So, in some interpretations entropy might then be reversible. If an M-E thruster hooked up to a flywheel does in fact reach an efficiency where it can generate power locally by acting on far-off matter, it might be a way to start adding more information to matter than it loses on a large scale. Maybe heat death doesn't happen.

However, the heat death theory still seems to be popular right now. So, say you still believe that heat death does happen. I suppose that if you think about this in the longest terms (which you really have to, since the thruster acts in part on reaction mass that may be from our current frame in the "future") then maybe the entropy books eventually balance too. If you accelerate the far-off universe even a bit, you increase entropy there, and hasten the moment when heat death happens (maybe only by fractions of picoseconds with one thruster, but possibly much more if you run galactic civilizations on M-E). You can keep avoiding heat death locally by pushing on distant matter up to the point where all the distant matter has dissipated down to heat death level, and then there's nothing left to push on. At that point you and your last remaining M-E devices experience heat death too, sooner than you would have done if you hadn't pushed the universe towards an earlier death.

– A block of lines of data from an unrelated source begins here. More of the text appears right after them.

//! A terminal client for the document analysis assistant, built on the
//! `parley` library.

#[macro_use]
extern crate tracing;

use std::io::Write as _;
use std::time::Duration;

use clap::Parser;
use indicatif::{ProgressBar, ProgressStyle};
use owo_colors::OwoColorize;
use parley::core::{ChatView, Role};
use parley::transport::Mode;
use parley::transport::catalog::MODELS;
use parley::{Session, SessionBuilder};
use parley_http_transport::HttpTransportConfigBuilder;
use tokio::io::{self, AsyncBufRead, AsyncBufReadExt};
use tokio::select;
use tokio::sync::{mpsc, watch};
use tokio::time::{sleep, timeout};

const BAR_CHAR: &str = "▎";

const HELP: &str = "\
/advanced <query>   run an advanced analysis
/hybrid <query>     run a hybrid analysis
/vision <query>     ask about the attached drawings
/attach <document>  attach a document to the following queries
/detach             detach every document
/models             list the known models
/model [id]         select a model, or go back to the default
/mindmap            show the latest mind map
/export             print the conversation as JSON
/new                start a new conversation
/quit               leave";

/// Chat with the document analysis assistant
#[derive(Parser, Debug)]
#[command(name = "parley", version)]
struct Args {
    /// Base URL of the backend
    #[arg(long, default_value = "http://localhost:8000", env = "PARLEY_BASE_URL")]
    base_url: String,

    /// Token sent as bearer authorization
    #[arg(long, env = "PARLEY_API_KEY", hide_env_values = true)]
    api_key: Option<String>,

    /// Conversation to continue; a new one is started otherwise
    #[arg(short, long, env = "PARLEY_CONVERSATION_ID")]
    conversation: Option<String>,

    /// Document to attach to every query, may be repeated
    #[arg(short, long = "document")]
    documents: Vec<String>,

    /// Model for advanced analyses and vision queries
    #[arg(short, long, env = "PARLEY_MODEL")]
    model: Option<String>,

    /// Seconds a request may take
    #[arg(long, default_value_t = 120, env = "PARLEY_TIMEOUT_SECS")]
    timeout_secs: u64,
}

#[derive(Debug, PartialEq, Eq)]
enum Command<'a> {
    Submit(Mode, &'a str),
    Attach(&'a str),
    Detach,
    Models,
    Model(Option<&'a str>),
    Mindmap,
    Export,
    New,
    Quit,
    Help,
    Empty,
    Invalid(String),
}

fn parse_command(line: &str) -> Command<'_> {
    let line = line.trim();
    if line.is_empty() {
        return Command::Empty;
    }
    let Some(rest) = line.strip_prefix('/') else {
        return Command::Submit(Mode::Chat, line);
    };
    let (name, arg) = match rest.split_once(char::is_whitespace) {
        Some((name, arg)) => (name, arg.trim()),
        None => (rest, ""),
    };
    let mode = match name {
        "advanced" => Some(Mode::Advanced),
        "hybrid" => Some(Mode::Hybrid),
        "vision" => Some(Mode::Vision),
        _ => None,
    };
    if let Some(mode) = mode {
        if arg.is_empty() {
            return Command::Invalid(format!("usage: /{name} <query>"));
        }
        return Command::Submit(mode, arg);
    }
    match (name, arg) {
        ("attach", "") => Command::Invalid("usage: /attach <document>".to_owned()),
        ("attach", document) => Command::Attach(document),
        ("detach", _) => Command::Detach,
        ("models", _) => Command::Models,
        ("model", "") => Command::Model(None),
        ("model", id) => Command::Model(Some(id)),
        ("mindmap", _) => Command::Mindmap,
        ("export", _) => Command::Export,
        ("new", _) => Command::New,
        ("quit" | "exit", _) => Command::Quit,
        ("help", _) => Command::Help,
        _ => Command::Invalid(format!("unknown command: /{name}")),
    }
}

#[tokio::main(flavor = "current_thread")]
async fn main() {
    tracing_subscriber::fmt()
        .with_env_filter(tracing_subscriber::EnvFilter::from_default_env())
        .init();

    let args = Args::parse();
    let mut config = HttpTransportConfigBuilder::with_base_url(&args.base_url)
        .with_timeout(Duration::from_secs(args.timeout_secs));
    if let Some(api_key) = &args.api_key {
        config = config.with_api_key(api_key);
    }
    let session_builder = match SessionBuilder::connect(config.build()) {
        Ok(builder) => builder,
        Err(err) => {
            eprintln!("cannot set up the connection: {err}");
            return;
        }
    };

    let (mindmap_tx, mut mindmap_rx) = mpsc::unbounded_channel();
    let mut session = session_builder
        .on_view_mindmap(move |mermaid_code| {
            mindmap_tx.send(mermaid_code.to_owned()).ok();
        })
        .build();
    for document in &args.documents {
        session.attach_document(document);
    }
    if let Err(err) = session.select_model(args.model.as_deref()) {
        eprintln!("{err}, see /models");
        return;
    }
    let conversation_id = match args.conversation {
        Some(id) => {
            session.bind_conversation(id.clone());
            id
        }
        None => session.new_conversation(),
    };
    println!("{}", format!("conversation {conversation_id}").dimmed());

    let mut stdin = io::BufReader::new(io::stdin());
    loop {
        print!("> ");
        std::io::stdout().flush().ok();

        let Some(line) = read_line(&mut stdin).await else {
            break;
        };
        match parse_command(&line) {
            Command::Submit(mode, query) => {
                let mut rx = session.subscribe();
                let start = rx.borrow_and_update().messages.len();
                match mode {
                    Mode::Chat => session.send_message(query),
                    Mode::Advanced => session.advanced_analysis(query),
                    Mode::Hybrid => session.hybrid_analysis(query),
                    Mode::Vision => session.vision_query(query),
                }
                render_reply(&mut rx, start).await;
            }
            Command::Attach(document) => {
                session.attach_document(document);
                println!("attached: {}", session.documents().join(", "));
            }
            Command::Detach => {
                session.clear_documents();
                println!("no documents attached");
            }
            Command::Models => print_models(&session),
            Command::Model(id) => match session.select_model(id) {
                Ok(()) => match session.model() {
                    Some(model) => println!("using {}", model.name),
                    None => println!("using the default model"),
                },
                Err(err) => eprintln!("{err}"),
            },
            Command::Mindmap => show_mindmap(&session, &mut mindmap_rx).await,
            Command::Export => export(&session.view()),
            Command::New => {
                let conversation_id = session.new_conversation();
                println!("{}", format!("conversation {conversation_id}").dimmed());
            }
            Command::Quit => break,
            Command::Help => println!("{HELP}"),
            Command::Empty => {}
            Command::Invalid(message) => eprintln!("{message}"),
        }
    }

    session.close();
}

/// Prints the assistant turns added after index `start` as they are
/// revealed, until the view settles.
async fn render_reply(rx: &mut watch::Receiver<ChatView>, start: usize) {
    let progress_style = ProgressStyle::with_template("{spinner} {wide_msg}")
        .unwrap_or_else(|_| ProgressStyle::default_spinner())
        .tick_chars("⠋⠙⠹⠸⠼⠴⠦⠧⠇⠏");
    let mut progress_bar: Option<ProgressBar> = None;
    // Index of the message being printed and how much of it is out.
    let mut cursor = start;
    let mut printed = 0;

    loop {
        let done = {
            let view = rx.borrow_and_update();
            let waiting = view.is_loading && view.streaming_message().is_none();
            if !waiting {
                if let Some(progress_bar) = progress_bar.take() {
                    progress_bar.finish_and_clear();
                }
            }
            print_new_content(&view, &mut cursor, &mut printed);
            if waiting {
                progress_bar
                    .get_or_insert_with(|| {
                        let progress_bar = ProgressBar::new_spinner();
                        progress_bar.set_style(progress_style.clone());
                        progress_bar.set_message("🤔 Thinking...");
                        progress_bar
                    })
                    .inc(1);
            }
            view.messages.len() > start
                && !view.is_loading
                && cursor >= view.messages.len()
        };
        if done {
            break;
        }

        select! {
            changed = rx.changed() => {
                if changed.is_err() {
                    break;
                }
            }
            _ = sleep(Duration::from_millis(100)) => {}
        }
    }

    if let Some(progress_bar) = progress_bar {
        progress_bar.finish_and_clear();
    }
}

fn print_new_content(view: &ChatView, cursor: &mut usize, printed: &mut usize) {
    while let Some(message) = view.messages.get(*cursor) {
        if message.role == Role::User {
            *cursor += 1;
            continue;
        }
        if message.is_error {
            println!("{}⚠️  {}", BAR_CHAR.bright_red(), message.content.red());
            *cursor += 1;
            continue;
        }

        if *printed == 0 {
            print!("{}🤖 ", BAR_CHAR.bright_cyan());
        }
        let new_text = message.content.get(*printed..).unwrap_or_default();
        print!("{}", new_text.bright_white());
        *printed += new_text.len();
        if message.is_streaming {
            std::io::stdout().flush().ok();
            return;
        }

        println!();
        if !message.sources.is_empty() {
            println!(
                "{}{}",
                BAR_CHAR.bright_cyan(),
                format!("sources: {}", message.sources.join(", ")).dimmed()
            );
        }
        if message.has_mindmap {
            println!(
                "{}{}",
                BAR_CHAR.bright_cyan(),
                "a mind map is attached, see /mindmap".dimmed()
            );
        }
        *cursor += 1;
        *printed = 0;
    }
}

fn print_models(session: &Session) {
    let selected = session.model().map(|m| m.id);
    for model in MODELS {
        let marker = if selected == Some(model.id) { "*" } else { " " };
        let capabilities: Vec<_> = model
            .capabilities
            .iter()
            .map(|c| format!("{c:?}").to_lowercase())
            .collect();
        println!(
            "{marker} {} {}",
            model.id.bright_white(),
            format!(
                "({}, {}, {}{})",
                model.vendor,
                model.context,
                capabilities.join("/"),
                if model.free { ", free" } else { "" }
            )
            .dimmed()
        );
    }
}

async fn show_mindmap(
    session: &Session,
    mindmap_rx: &mut mpsc::UnboundedReceiver<String>,
) {
    let view = session.view();
    let Some(message) = view.messages.iter().rev().find(|m| m.has_mindmap)
    else {
        println!("no mind map in this conversation");
        return;
    };
    session.view_mindmap(&message.id);
    match timeout(Duration::from_secs(1), mindmap_rx.recv()).await {
        Ok(Some(mermaid_code)) => {
            let bar = BAR_CHAR.bright_magenta();
            for line in mermaid_code.lines() {
                println!("{bar}{line}");
            }
        }
        _ => warn!("mind map of message {} is unavailable", message.id),
    }
}

fn export(view: &ChatView) {
    match serde_json::to_string_pretty(&view.messages) {
        Ok(json) => println!("{json}"),
        Err(err) => error!("cannot export the conversation: {err}"),
    }
}

async fn read_line<R: AsyncBufRead + Unpin>(reader: &mut R) -> Option<String> {
    let mut line = String::new();

    match reader.read_line(&mut line).await {
        Ok(count) => {
            if count == 0 {
                return None;
            }
            Some(line)
        }
        Err(err) => {
            error!("error reading input: {}", err);
            None
        }
    }
}

#[cfg(test)]
mod tests {
    use super::*;

    #[tokio::test]
    async fn test_read_line_keeps_buffered_lines() {
        let mut input: &[u8] = b"/help\n/models\nlast";
        assert_eq!(read_line(&mut input).await.as_deref(), Some("/help\n"));
        assert_eq!(read_line(&mut input).await.as_deref(), Some("/models\n"));
        assert_eq!(read_line(&mut input).await.as_deref(), Some("last"));
        assert_eq!(read_line(&mut input).await, None);
    }

    #[test]
    fn test_plain_text_is_chat() {
        assert_eq!(
            parse_command("  what is the wall thickness?\n"),
            Command::Submit(Mode::Chat, "what is the wall thickness?")
        );
        assert_eq!(parse_command("   \n"), Command::Empty);
    }

    #[test]
    fn test_mode_commands() {
        assert_eq!(
            parse_command("/advanced compare rev A and B"),
            Command::Submit(Mode::Advanced, "compare rev A and B")
        );
        assert_eq!(
            parse_command("/hybrid  tolerances"),
            Command::Submit(Mode::Hybrid, "tolerances")
        );
        assert_eq!(
            parse_command("/vision\twhat is shown?"),
            Command::Submit(Mode::Vision, "what is shown?")
        );
        assert_eq!(
            parse_command("/vision"),
            Command::Invalid("usage: /vision <query>".to_owned())
        );
    }

    #[test]
    fn test_other_commands() {
        assert_eq!(parse_command("/attach doc-42"), Command::Attach("doc-42"));
        assert_eq!(parse_command("/detach"), Command::Detach);
        assert_eq!(parse_command("/model"), Command::Model(None));
        assert_eq!(
            parse_command("/model gemini-2.5-pro"),
            Command::Model(Some("gemini-2.5-pro"))
        );
        assert_eq!(parse_command("/models"), Command::Models);
        assert_eq!(parse_command("/mindmap"), Command::Mindmap);
        assert_eq!(parse_command("/export"), Command::Export);
        assert_eq!(parse_command("/new"), Command::New);
        assert_eq!(parse_command("/exit"), Command::Quit);
        assert_eq!(
            parse_command("/frobnicate"),
            Command::Invalid("unknown command: /frobnicate".to_owned())
        );
    }
}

In other words, maybe you can draw energy "the wrong way" thermodynamically because you're actually only doing so temporarily (even if "temporary" means borrowing energy you don't need to "pay back" for billions of years). You abide by entropy one of two ways: don't use M-E thrusters and have a bit less information in the present but a bit more in the future (delayed heat death), or more information in the present but less in the future (accelerated heat death).

We knew that accelerated expansion is the price for "tomorrow's momentum today," and since accelerated heat death would be the logical result of accelerated expansion, this is how the entropy books balance.

I don't find this proposed explanation overly convincing, however, I'm now satisfied that not only is there no over-unity situation in overall terms, but that going the apparent wrong way against entropy isn't necessarily a show-stopper either. Certainly it's a more elegant solution than invoking some sort of "drag" effect from something like the Higgs Field to prevent over-unity or decrease of entropy.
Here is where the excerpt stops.